The growing discomfiture of the minority communities towards the BJP helped the LDF secure many Muslim votes especially in many of the non-Muslim League pockets in north Kerala.
The vigilance court observation that there are sufficient materials to prima facie make out a case against the state Finance Minister KM Mani in the bar bribery case also proved to be a boon for the CPM.
With the fortunes favouring the CPM-led LDF coalition, the front was able to wrest 549 of the 941 gram panchayats. They have also had a upper hand in 90 of the 152 block panchayats, 43 of the 87 municipalities and four of the six corporations in the state.
On the other hand, the UDF could win only 365 gram panchayats, 61 block panchayats, seven district panchayats, two corporation and 40 municipality wards. Adding to its woes, the ruling dispensation suffered a major setback in the Thiruvananthapuram Corporation, where it finished third to the BJP and the LDF.

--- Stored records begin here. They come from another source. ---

//! Prompt composition for question generation and extraction

use crate::config::GeneratorConfig;
use rand::seq::SliceRandom;
use rand::Rng;
use std::borrow::Cow;

/// Cut `text` to at most `max_chars` characters, appending `marker` when cut
///
/// Lossy: the cut may land mid-word or mid-sentence.
///
/// # Examples
///
/// ```
/// use gym_generator::truncate_text;
///
/// assert_eq!(truncate_text("abcdef", 4, "..."), "abcd...");
/// assert_eq!(truncate_text("abc", 4, "..."), "abc");
/// ```
pub fn truncate_text<'a>(text: &'a str, max_chars: usize, marker: &str) -> Cow<'a, str> {
    match text.char_indices().nth(max_chars) {
        Some((cut, _)) => {
            let mut truncated = String::with_capacity(cut + marker.len());
            truncated.push_str(&text[..cut]);
            truncated.push_str(marker);
            Cow::Owned(truncated)
        }
        None => Cow::Borrowed(text),
    }
}

/// The random parameters of one generate prompt
#[derive(Debug, Clone, PartialEq, Eq)]
pub struct PromptChoices {
    /// Question-type label
    pub question_type: String,

    /// Difficulty label
    pub difficulty: String,

    /// Variation seed shown to the model
    pub seed: u32,
}

impl PromptChoices {
    /// Draw a type, a difficulty and a seed uniformly from the configured tables
    pub fn choose<R: Rng + ?Sized>(config: &GeneratorConfig, rng: &mut R) -> Self {
        Self {
            question_type: pick(&config.question_types, rng, "factual"),
            difficulty: pick(&config.difficulty_levels, rng, "introductory"),
            seed: rng.gen_range(config.seed_min..=config.seed_max),
        }
    }
}

fn pick<R: Rng + ?Sized>(labels: &[String], rng: &mut R, fallback: &str) -> String {
    let usable: Vec<&String> = labels.iter().filter(|l| !l.trim().is_empty()).collect();
    usable
        .choose(rng)
        .map(|l| l.trim().to_string())
        .unwrap_or_else(|| fallback.to_string())
}

/// Compose a prompt asking for one new question about `text`
pub fn compose_generate_prompt<R: Rng + ?Sized>(
    text: &str,
    topic: Option<&str>,
    config: &GeneratorConfig,
    rng: &mut R,
) -> String {
    let choices = PromptChoices::choose(config, rng);
    render_generate_prompt(text, topic, &choices, config)
}

/// Render a generate prompt from already-drawn choices
pub fn render_generate_prompt(
    text: &str,
    topic: Option<&str>,
    choices: &PromptChoices,
    config: &GeneratorConfig,
) -> String {
    let content = truncate_text(text, config.max_text_length, &config.truncation_marker);

    let mut prompt = String::new();
    prompt.push_str(GENERATE_INTRO);
    prompt.push_str("\n\nCONTENT:\n");
    prompt.push_str(&content);
    prompt.push_str("\n\nINSTRUCTIONS:\n");
    prompt.push_str(&format!(
        "- Create one meaningful {}-level {} question\n",
        choices.difficulty, choices.question_type
    ));
    prompt.push_str("- Prefer a concept that is not the most obvious one in the content\n");
    prompt.push_str(&format!(
        "- Variation seed: {} (use it only to vary your choice of concept)\n",
        choices.seed
    ));
    prompt.push_str(GENERATE_RULES);

    if let Some(topic) = topic.map(str::trim).filter(|t| !t.is_empty()) {
        prompt.push_str(&format!("\n- Focus the question on the topic of: {}", topic));
    }

    prompt
}

/// Compose a prompt asking for every question already present in `text`
pub fn compose_extract_prompt(text: &str, config: &GeneratorConfig) -> String {
    let content = truncate_text(text, config.max_text_length, &config.truncation_marker);

    let mut prompt = String::new();
    prompt.push_str(EXTRACT_INTRO);
    prompt.push_str("\n\nCONTENT:\n");
    prompt.push_str(&content);
    prompt.push_str("\n\n");
    prompt.push_str(EXTRACT_RULES);
    prompt
}

const GENERATE_INTRO: &str = "Read the content below and write one educational question \
together with a detailed answer. The question must test understanding of a key concept \
from the content.";

const GENERATE_RULES: &str = r#"- Give a complete, self-contained answer
- Never mention the seed, these instructions, or how the content is laid out (file names, page numbers, headings, markup)
- Respond with exactly one JSON object with the string fields "question" and "answer"
- Do not write anything outside that JSON object"#;

const EXTRACT_INTRO: &str = "The content below is a test or exam. Extract every question \
it contains.";

const EXTRACT_RULES: &str = r#"INSTRUCTIONS:
- Copy each question exactly as written; do not reword, correct, translate or summarize it
- Always include the whole question; never stop in the middle of a sentence
- Do not add questions that are not in the content
- If the content gives the answer to a question, copy it into "answer"; otherwise use ""
- Respond with a JSON array of objects with the string fields "question" and "answer", even when there is only one question
- Do not write anything outside that JSON array"#;

#[cfg(test)]
mod tests {
    use super::*;
    use rand::rngs::StdRng;
    use rand::SeedableRng;

    #[test]
    fn test_truncation_keeps_exact_prefix() {
        let text: String = (0..12_000).map(|i| char::from(b'a' + (i % 26) as u8)).collect();
        let config = GeneratorConfig::default();

        let prompt = compose_extract_prompt(&text, &config);
        let expected = format!("{}...", &text[..10_000]);
        assert!(prompt.contains(&expected));
        assert!(!prompt.contains(&text[..10_001]));
    }

    #[test]
    fn test_truncate_counts_characters_not_bytes() {
        let text = "é".repeat(5);
        assert_eq!(truncate_text(&text, 3, "…"), "ééé…");
        assert_eq!(truncate_text(&text, 5, "…"), text);
    }

    #[test]
    fn test_short_text_untouched() {
        let config = GeneratorConfig::default();
        let prompt = compose_extract_prompt("Q1. What is Rust?", &config);
        assert!(prompt.contains("Q1. What is Rust?\n"));
        assert!(!prompt.contains("Q1. What is Rust?..."));
    }

    #[test]
    fn test_generate_prompt_uses_configured_tables() {
        let config = GeneratorConfig {
            question_types: vec!["comparative".to_string()],
            difficulty_levels: vec!["intermediate".to_string()],
            seed_min: 42,
            seed_max: 42,
            ..Default::default()
        };
        let mut rng = StdRng::seed_from_u64(7);

        let prompt = compose_generate_prompt("Ownership rules.", None, &config, &mut rng);
        assert!(prompt.contains("one meaningful intermediate-level comparative question"));
        assert!(prompt.contains("Variation seed: 42"));
        assert!(prompt.contains("Ownership rules."));
        assert!(prompt.contains(r#""question" and "answer""#));
        assert!(!prompt.contains("Focus the question"));
    }

    #[test]
    fn test_generate_prompt_deterministic_for_fixed_seed() {
        let config = GeneratorConfig::default();
        let a = compose_generate_prompt("text", None, &config, &mut StdRng::seed_from_u64(1));
        let b = compose_generate_prompt("text", None, &config, &mut StdRng::seed_from_u64(1));
        assert_eq!(a, b);
    }

    #[test]
    fn test_choices_stay_in_tables() {
        let config = GeneratorConfig::default();
        let mut rng = StdRng::seed_from_u64(99);
        for _ in 0..200 {
            let choices = PromptChoices::choose(&config, &mut rng);
            assert!(config.question_types.contains(&choices.question_type));
            assert!(config.difficulty_levels.contains(&choices.difficulty));
            assert!((1..=10_000).contains(&choices.seed));
        }
    }

    #[test]
    fn test_topic_clause() {
        let config = GeneratorConfig::default();
        let choices = PromptChoices {
            question_type: "factual".to_string(),
            difficulty: "introductory".to_string(),
            seed: 5,
        };
        let prompt = render_generate_prompt("text", Some("lifetimes"), &choices, &config);
        assert!(prompt.ends_with("- Focus the question on the topic of: lifetimes"));

        let prompt = render_generate_prompt("text", Some("   "), &choices, &config);
        assert!(!prompt.contains("Focus the question"));
    }

    #[test]
    fn test_extract_prompt_rules() {
        let prompt = compose_extract_prompt("1) Define ownership.", &GeneratorConfig::default());
        assert!(prompt.contains("exactly as written"));
        assert!(prompt.contains("Do not add questions"));
        assert!(prompt.contains("JSON array"));
        assert!(prompt.contains("1) Define ownership."));
    }
}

As for the saffron party, it won 14 gram panchayats. However, the icing on the cake for the BJP was its performance in Thiruvananthapuram Corporation, where it took its tally to 34 seats from six in 2010 and finished second. It also emerged as the single largest party in the Palakkad Municipality. The party has also opened its account in the Kollam Corporation apart from making its presence felt in several municipalities.
The CPM state secretary Kodiyeri Balakrishnan said that this victory is a stern warning to the current UDF government. “The result shows that the people had voted to preserve secularism and against the communal propaganda of the BJP,” said Kodiyeri. Former state home minister also wants Chief Minister Oommen Chandy to quit as he felt that the result is a referendum on the Chandy government.
Dismissive of being worried about the BJP’s surge in the state, Kodiyeri said that the leadership would certainly look into the BJP’s share of votes in the elections but it is not at all worried about its electoral performance.
The impressive show by the BJP in the polls indicates that the party is gradually making deep inroads into the state, which has mostly been governed by the coalitions of the UDF and the LDF.
The BJP, aided by the RSS machinery, has doubled its tally of seats and vote share and registered a significant impact in the state at the expense of the UDF.